Ni des pisteurs, ni des gendarmes des pistes
Face à une accidentologie en hausse, la Société des Trois-Vallées a apporté une réponse depuis la fin de l’hiver 2010 : les Security patrol, désormais au nombre de 11 à Mottaret, et 11 à Courchevel. L’un des derniers métiers créés en station. Inspirés des pisteurs américains, adaptés à la France, ils ne sont ni des pisteurs, ni des gendarmes des pistes.
L’idée est venue du terrain, de l’équipe volante des contrôleurs des titres de transport, pour faire de la prévention face aux comportements à risque d’une part, et de l’accueil et de l’assistance d’autre part. « Les pisteurs ont énormément d’autres missions », souligne le directeur d’exploitation, à qui le service est directement rattaché. « Les deux métiers, dont les effectifs ont augmenté, sont complémentaires. Ils peuvent aider un pisteur si besoin, en sécurisant pour éviter un suraccident. »
50 km/h. C’est la vitesse moyenne à laquelle est enregistré un skieur lambda sur une piste bleue au moyen d’un “speed gun” (qui n’est pas un radar), que les Security patrol utilisent sur des pistes dédiées, à des fins ludiques et pédagogiques, lors d’animation de sensibilisation. « On arrive très vite à 70 km/h », insiste Johann Cote.
« Ni taser, ni matraque, ni éthylotest »
« On a les mêmes droits que tout citoyen : ni taser, ni matraque, ni éthylotest, juste notre motivation, notre expérience et notre civisme pour faire ce métier », sourit Johann Cote, un des instigateurs du service. Leur métier est reconnu, mais leur rôle reste méconnu, par manque de culture.
Leur mission est large sur les fronts de neige comme en patrouille en binôme à l’écoute des radios des pistes et des remontées. Elle débute par l’accueil en bas des pistes (avec sourire et chocolat chaud les jours de mauvais temps) et par l’orientation aux caisses pour fluidifier les parcours, jusqu’aux réponses aux questions, en passant par les conseils de préparation (s’échauffer, s’hydrater, se reposer), les conseils d’itinéraires bis par rapport au niveau du skieur, aux flux, à la météo, aux incidents de remontées mécaniques, ou encore par la remise en place de la signalétique et même par raccompagner les skieurs en cas de jour blanc ou de brouillard, les aider à se relever ou à remettre un ski… Et même sensibiliser à la protection de la nature et au tri des déchets.
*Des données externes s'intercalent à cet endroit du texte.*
//! Rolling sync percentage exposed to the UI.

use std::fmt;

/// Percentage above which the HUD highlights the score.
pub const HIGH_SYNC_THRESHOLD: u8 = 85;

/// Share of synced ticks in the current history, rounded to a whole percent.
#[derive(Clone, Copy, Debug, Default, PartialEq, Eq, Hash, PartialOrd, Ord)]
pub struct SyncPercent(u8);

/// Coarse rating of a [`SyncPercent`] for display.
#[derive(Clone, Copy, Debug, PartialEq, Eq, Hash)]
pub enum SyncGrade {
    /// At or below the highlight threshold.
    Normal,
    /// Above [`HIGH_SYNC_THRESHOLD`].
    High,
}

impl SyncPercent {
    /// Zero percent, also the value for an empty history.
    pub const ZERO: Self = Self(0);

    /// Compute `round(synced / len * 100)`, or zero when `len` is zero.
    ///
    /// Uses integer arithmetic; halves round up.
    ///
    /// # Panics
    ///
    /// Panics in debug builds if `synced > len`.
    pub fn from_counts(synced: usize, len: usize) -> Self {
        if len == 0 {
            return Self::ZERO;
        }
        debug_assert!(synced <= len, "synced {synced} exceeds len {len}");
        let synced = synced.min(len) as u64;
        let len = len as u64;
        let rounded = (synced * 200 + len) / (2 * len);
        Self(rounded as u8)
    }

    /// A percentage from a whole number, clamped to 100.
    pub fn from_value(value: u8) -> Self {
        Self(value.min(100))
    }

    /// The percentage as an integer in `0..=100`.
    pub fn value(self) -> u8 {
        self.0
    }

    /// Display grade for the HUD.
    pub fn grade(self) -> SyncGrade {
        if self.0 > HIGH_SYNC_THRESHOLD {
            SyncGrade::High
        } else {
            SyncGrade::Normal
        }
    }
}

impl fmt::Display for SyncPercent {
    fn fmt(&self, f: &mut fmt::Formatter<'_>) -> fmt::Result {
        write!(f, "{}%", self.0)
    }
}

impl From<SyncPercent> for u8 {
    fn from(p: SyncPercent) -> Self {
        p.0
    }
}

#[cfg(test)]
mod tests {
    use super::*;

    #[test]
    fn empty_history_is_zero() {
        assert_eq!(SyncPercent::from_counts(0, 0), SyncPercent::ZERO);
    }

    #[test]
    fn seven_of_ten_is_seventy() {
        assert_eq!(SyncPercent::from_counts(7, 10).value(), 70);
    }

    #[test]
    fn rounds_half_up() {
        // 1/8 = 12.5%
        assert_eq!(SyncPercent::from_counts(1, 8).value(), 13);
        // 1/3 = 33.33%
        assert_eq!(SyncPercent::from_counts(1, 3).value(), 33);
        // 2/3 = 66.67%
        assert_eq!(SyncPercent::from_counts(2, 3).value(), 67);
    }

    #[test]
    fn bounds() {
        assert_eq!(SyncPercent::from_counts(500, 500).value(), 100);
        assert_eq!(SyncPercent::from_counts(0, 500).value(), 0);
    }

    #[test]
    fn from_value_clamps() {
        assert_eq!(SyncPercent::from_value(42).value(), 42);
        assert_eq!(SyncPercent::from_value(250).value(), 100);
    }

    #[test]
    fn grade_threshold_is_exclusive() {
        assert_eq!(SyncPercent::from_counts(85, 100).grade(), SyncGrade::Normal);
        assert_eq!(SyncPercent::from_counts(86, 100).grade(), SyncGrade::High);
    }

    #[test]
    fn display_has_percent_sign() {
        assert_eq!(SyncPercent::from_counts(7, 10).to_string(), "70%");
    }

    mod proptests {
        use super::*;
        use proptest::prelude::*;

        proptest! {
            #[test]
            fn within_half_a_percent_of_exact(len in 1usize..2000, frac in 0.0f64..=1.0) {
                let synced = ((len as f64) * frac).floor() as usize;
                let exact = synced as f64 / len as f64 * 100.0;
                let got = f64::from(SyncPercent::from_counts(synced, len).value());
                prop_assert!((got - exact).abs() <= 0.5 + 1e-9, "got {} for exact {}", got, exact);
            }
        }
    }
}
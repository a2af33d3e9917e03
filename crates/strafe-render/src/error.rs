//! Error types for ribbon and grid styles.

use std::error::Error;
use std::fmt;

use crate::grid::MIN_GRID_SPACING;

/// A ribbon or grid style invariant that does not hold.
#[derive(Clone, Copy, Debug, PartialEq)]
pub enum StyleError {
    /// Grid spacing is NaN, infinite, or below [`MIN_GRID_SPACING`].
    GridSpacing {
        /// The configured spacing.
        value: f64,
    },
    /// Grid line width is NaN, infinite, zero, or negative.
    GridLineWidth {
        /// The configured width.
        value: f64,
    },
    /// Ribbon minimum width is NaN, infinite, zero, or negative.
    RibbonMinWidth {
        /// The configured width.
        value: f64,
    },
    /// Ribbon maximum width is not finite or is below the minimum.
    RibbonMaxWidth {
        /// The configured maximum.
        max: f64,
        /// The configured minimum.
        min: f64,
    },
    /// Taper exponent is NaN, infinite, zero, or negative.
    TaperExponent {
        /// The configured exponent.
        value: f64,
    },
    /// Top margin ratio is outside `[0.0, 1.0]`.
    TopMarginRatio {
        /// The configured ratio.
        value: f64,
    },
}

impl fmt::Display for StyleError {
    fn fmt(&self, f: &mut fmt::Formatter<'_>) -> fmt::Result {
        match self {
            Self::GridSpacing { value } => write!(
                f,
                "grid spacing must be finite and at least {MIN_GRID_SPACING}, got {value}"
            ),
            Self::GridLineWidth { value } => {
                write!(f, "grid line width must be finite and positive, got {value}")
            }
            Self::RibbonMinWidth { value } => {
                write!(f, "ribbon min_width must be finite and positive, got {value}")
            }
            Self::RibbonMaxWidth { max, min } => write!(
                f,
                "ribbon max_width ({max}) must be finite and >= min_width ({min})"
            ),
            Self::TaperExponent { value } => {
                write!(f, "ribbon taper_exponent must be finite and positive, got {value}")
            }
            Self::TopMarginRatio { value } => {
                write!(f, "ribbon top_margin_ratio must be in [0.0, 1.0], got {value}")
            }
        }
    }
}

impl Error for StyleError {}
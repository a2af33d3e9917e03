//! Running synced-tick count and the published sync percentage.

use strafe_core::{SyncPercent, TickRecord};

/// Tracks how many records in the ring are synced.
///
/// The count is maintained incrementally: the ring owner calls
/// [`evict`](Self::evict) for the slot about to be overwritten, then
/// [`admit`](Self::admit) for the new record. It never rescans.
#[derive(Clone, Debug, Default)]
pub struct SyncAggregator {
    synced_count: usize,
    published: SyncPercent,
}

impl SyncAggregator {
    /// Create an aggregator with a zero count.
    pub fn new() -> Self {
        Self::default()
    }

    /// Account for a slot that is about to be overwritten.
    pub fn evict(&mut self, previous: Option<&TickRecord>) {
        if previous.is_some_and(|r| r.category.is_synced()) {
            debug_assert!(self.synced_count > 0, "evicting from a zero count");
            self.synced_count = self.synced_count.saturating_sub(1);
        }
    }

    /// Account for a newly written record.
    pub fn admit(&mut self, record: &TickRecord) {
        if record.category.is_synced() {
            self.synced_count += 1;
        }
    }

    /// Synced records currently in the ring.
    pub fn synced_count(&self) -> usize {
        self.synced_count
    }

    /// Percentage for a ring holding `len` records.
    pub fn percent(&self, len: usize) -> SyncPercent {
        SyncPercent::from_counts(self.synced_count, len)
    }

    /// Recompute the percentage and return it if it differs from the
    /// last published value.
    pub fn publish(&mut self, len: usize) -> Option<SyncPercent> {
        let current = self.percent(len);
        if current == self.published {
            return None;
        }
        self.published = current;
        Some(current)
    }

    /// The value most recently returned by [`publish`](Self::publish).
    pub fn published(&self) -> SyncPercent {
        self.published
    }

    /// Zero the count and the published value.
    pub fn reset(&mut self) {
        self.synced_count = 0;
        self.published = SyncPercent::ZERO;
    }
}
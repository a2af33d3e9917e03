//! Core abstraction traits.

use crate::input::InputState;

/// Source of input snapshots for the simulation.
///
/// The engine calls [`sample`](InputSource::sample) exactly once per
/// tick. Implementations are written to from other threads, so reads
/// must not block and must never return a torn state.
pub trait InputSource: Send + Sync {
    /// Read the current input state.
    fn sample(&self) -> InputState;
}

impl<T: InputSource + ?Sized> InputSource for std::sync::Arc<T> {
    fn sample(&self) -> InputState {
        (**self).sample()
    }
}
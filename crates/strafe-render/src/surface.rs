//! Drawing surface abstraction.

/// A position in surface pixels, origin at the top left.
#[derive(Clone, Copy, Debug, Default, PartialEq)]
pub struct Point {
    /// Horizontal coordinate.
    pub x: f64,
    /// Vertical coordinate, growing downwards.
    pub y: f64,
}

impl Point {
    /// Create a point.
    pub const fn new(x: f64, y: f64) -> Self {
        Self { x, y }
    }
}

/// Current pixel dimensions of a surface.
#[derive(Clone, Copy, Debug, Default, PartialEq)]
pub struct SurfaceSize {
    /// Width in pixels.
    pub width: f64,
    /// Height in pixels.
    pub height: f64,
}

impl SurfaceSize {
    /// Create a size.
    pub const fn new(width: f64, height: f64) -> Self {
        Self { width, height }
    }

    /// Whether either dimension is zero, negative, or not finite.
    pub fn is_empty(&self) -> bool {
        !(self.width.is_finite() && self.height.is_finite() && self.width > 0.0 && self.height > 0.0)
    }
}

/// How the ends of a stroke are drawn.
#[derive(Clone, Copy, Debug, Default, PartialEq, Eq, Hash)]
pub enum LineCap {
    /// Square end flush with the endpoint.
    #[default]
    Butt,
    /// Semicircular end, also used for joins.
    Round,
}

/// A single straight line segment.
#[derive(Clone, Copy, Debug, PartialEq)]
pub struct Stroke {
    /// Start point.
    pub from: Point,
    /// End point.
    pub to: Point,
    /// Line width in pixels.
    pub width: f64,
    /// Stroke color.
    pub color: crate::Rgba,
    /// End cap style.
    pub cap: LineCap,
}

/// Target the renderer draws onto.
///
/// The size may change between frames (window resize); the renderer
/// queries it every frame and never caches it.
pub trait Surface {
    /// Current dimensions.
    fn size(&self) -> SurfaceSize;

    /// Erase everything drawn so far.
    fn clear(&mut self);

    /// Draw one line segment.
    fn stroke(&mut self, stroke: &Stroke);
}

impl<S: Surface + ?Sized> Surface for &mut S {
    fn size(&self) -> SurfaceSize {
        (**self).size()
    }

    fn clear(&mut self) {
        (**self).clear();
    }

    fn stroke(&mut self, stroke: &Stroke) {
        (**self).stroke(stroke);
    }
}

impl<S: Surface + ?Sized> Surface for Box<S> {
    fn size(&self) -> SurfaceSize {
        (**self).size()
    }

    fn clear(&mut self) {
        (**self).clear();
    }

    fn stroke(&mut self, stroke: &Stroke) {
        (**self).stroke(stroke);
    }
}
« On est là pour rendre service, donner des conseils pour que le séjour se passe bien. Dès qu’on voit un client sortir un plan des pistes ou s’arrêter devant un plan, on y va », résume Étienne Jollet, un autre de ces précurseurs. Tous deux ont créé le projet, la procédure, les éléments de langage… « On se sent utile dans notre rôle, avec des sourires en guise de remerciement », assure Nicolas, un des patrouilleurs.
« Il faut une main de fer dans un gant de velours »
S’il faut avoir le sens de l’accueil et une aptitude à parler anglais, ces professionnels expérimentés et aux profils différents, tous volontaires pour intégrer les Security patrol, bénéficient d’une formation en interne, notamment sur la gestion des conflits. « Ce n’est qu’une petite partie de nos missions, mais qui peut laisser une mauvaise impression aux impliqués et aux clients alentour. Il faut une main de fer dans un gant de velours, avoir une lecture rapide de la personne, savoir quoi dire, quoi faire, savoir doser le discours pour les amener sur le terrain de la réflexion », résume Johann Cote, à propos des altercations dans les files d’attente, des comportements dangereux sur les pistes ou des collisions.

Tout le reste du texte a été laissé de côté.